Не раз попадал Наби в переделки, не раз выпутывался из них, умел найти выход. А тут дело – ох как непростое. Выбрать надежный дом, провести подкоп, да чтоб никто ничего на учуял. Ошибешься в человеке, сболтнет лишнее, или соседи донесут – пиши пропало…
Они еще обсуждали дело, когда к ним направились Гоги и Тамара: Аллахверди с Томасом недоуменно переглянулись при виде этих одетых как-то странно людей, особенно же удивило появление молодой красивой девушки в бурке, с "городскими" белыми руками и таким же белым, некрестьянским лицом.
Гачаг Наби, перехватив их взгляд, не удержался от улыбки; представил землякам гостей, дескать, нашего полку прибыло, Аллахверди с Томасом вежливо поздоровались. Да еще не сводя любопытных взглядов с необычных пришельцев и соображая, каким ветром занесло этих грузин сюда, кто их привел и что у них общего с гачагами. Наби молча достал из-за пазухи открытку "Орлицы" на коне и протянул гёрусским друзьям; те вытаращили глаза, разглядывая картинку.
"Да это, никак, Хаджар?!" – Томас локтем ткнул Аллахверди в бок.
Глава девяносто четвертая
Они расселись кругом на войлочной подстилке у алачика, который наскоро соорудили для уважаемых гостей. На скатерти появилась тушеная баранина, тонкий лаваш и овечий сыр. Быть может, Томас мечтательно подумал о недостающей тутовке, а Гоги вспомнилось кахетинское… Но в отряде пить спиртное было заказано. Дело было не в «мусульманском воздержании» – вино могло сослужить плохую службу гачагам в походах.
Потому этот запрет строго соблюдался. Кто нарушит – тому придется распрощаться с отрядом. Ну, а все ж, гостей издалека Гачаг Наби, может, уважит, по такому случаю и разрешит?

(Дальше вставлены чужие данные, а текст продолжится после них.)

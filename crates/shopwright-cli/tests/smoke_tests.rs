//! Smoke tests for the shopwright CLI
//!
//! Offline runs use the in-memory storefront, so no browser or network is
//! needed.

#![allow(deprecated)] // Allow deprecated Command::cargo_bin until assert_cmd is updated
#![allow(clippy::expect_used, clippy::unwrap_used)]

use assert_cmd::Command;
use predicates::prelude::*;
use std::fs;
use tempfile::TempDir;

/// Get a command for the shopwright binary
fn shopwright() -> Command {
    let mut cmd = Command::cargo_bin("shopwright").expect("shopwright binary should exist");
    cmd.env_remove("SHOPWRIGHT_BASE_URL")
        .env_remove("SHOPWRIGHT_WORKERS")
        .env_remove("SHOPWRIGHT_HEADLESS")
        .env_remove("RUST_LOG");
    cmd
}

fn fast_config(dir: &TempDir) -> std::path::PathBuf {
    let path = dir.path().join("shopwright.yaml");
    fs::write(
        &path,
        format!(
            "action_timeout_ms: 500\nexpect_timeout_ms: 500\npoll_interval_ms: 10\nartifacts_dir: {}\n",
            dir.path().join("artifacts").display()
        ),
    )
    .unwrap();
    path
}

// ============================================================================
// Basic CLI Tests
// ============================================================================

#[test]
fn test_version_flag() {
    shopwright()
        .arg("--version")
        .assert()
        .success()
        .stdout(predicate::str::contains("0.4.0"));
}

#[test]
fn test_help_flag() {
    shopwright()
        .arg("--help")
        .assert()
        .success()
        .stdout(predicate::str::contains("run"))
        .stdout(predicate::str::contains("list"))
        .stdout(predicate::str::contains("config"));
}

#[test]
fn test_no_args_shows_help() {
    shopwright().assert().failure();
}

// ============================================================================
// list / config
// ============================================================================

#[test]
fn test_list_shows_catalogue() {
    shopwright()
        .arg("list")
        .assert()
        .success()
        .stdout(predicate::str::contains("register_and_delete"))
        .stdout(predicate::str::contains("contact_form"))
        .stdout(predicate::str::contains("capture_screenshots"));
}

#[test]
fn test_list_filter_without_match_fails() {
    shopwright()
        .args(["list", "--filter", "wishlist"])
        .assert()
        .failure()
        .stderr(predicate::str::contains("no journey matches"));
}

#[test]
fn test_config_prints_env_override() {
    shopwright()
        .arg("config")
        .env("SHOPWRIGHT_WORKERS", "6")
        .assert()
        .success()
        .stdout(predicate::str::contains("workers: 6"))
        .stdout(predicate::str::contains("automationexercise.com"));
}

#[test]
fn test_config_rejects_bad_file() {
    let dir = TempDir::new().unwrap();
    let path = dir.path().join("bad.yaml");
    fs::write(&path, "workers: 0\n").unwrap();
    shopwright()
        .args(["config", "--config"])
        .arg(&path)
        .assert()
        .failure()
        .stderr(predicate::str::contains("workers must be at least 1"));
}

// ============================================================================
// Offline runs
// ============================================================================

#[test]
fn test_offline_run_passes() {
    let dir = TempDir::new().unwrap();
    shopwright()
        .args(["-q", "run", "--offline", "--filter", "login_invalid", "--config"])
        .arg(fast_config(&dir))
        .assert()
        .success();
}

#[test]
fn test_offline_json_report() {
    let dir = TempDir::new().unwrap();
    let report = dir.path().join("report.json");
    shopwright()
        .args(["-q", "run", "--offline", "--filter", "contact", "--format", "json", "--config"])
        .arg(fast_config(&dir))
        .arg("--output")
        .arg(&report)
        .assert()
        .success()
        .stdout(predicate::str::contains("\"passed\": true"))
        .stdout(predicate::str::contains("contact_form"));
    assert!(fs::read_to_string(report).unwrap().contains("contact_form"));
}

#[test]
fn test_invalid_base_url_is_rejected() {
    shopwright()
        .args(["run", "--offline", "--base-url", "not a url"])
        .assert()
        .failure()
        .stderr(predicate::str::contains("base_url"));
}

Грузинские гости видели, каким уважением пользуется вожак у гачагов, как внимательно прислушиваются к его словам, с какой готовностью выполняют его распоряжения, с какой радостью и счастливым чувством воспринимают поощрение и одобрение из уст Гачага Наби. И этот непререкаемый авторитет помогал ему крепить отряд, предупреждать разлад и расхлябанность. Конечно, обсуждая дело, каждый мог высказать свое суждение, но уж если решено – то выполняли и никаких гвоздей. Уступок не жди. Слаженно действовал отряд, никаких таких разногласий между гачагами не было… Каждый стремился на сходах-советах взять на себя самое рискованное, трудное дело и поручение. И эта готовность ринуться, что называется, в самое пекло, постоянный риск закаляли характер бойцов. Конечно, и с доблестью слава приходила, но дороже славы было – с честью исполнить поручение Гачага Наби или Гачага Хаджар.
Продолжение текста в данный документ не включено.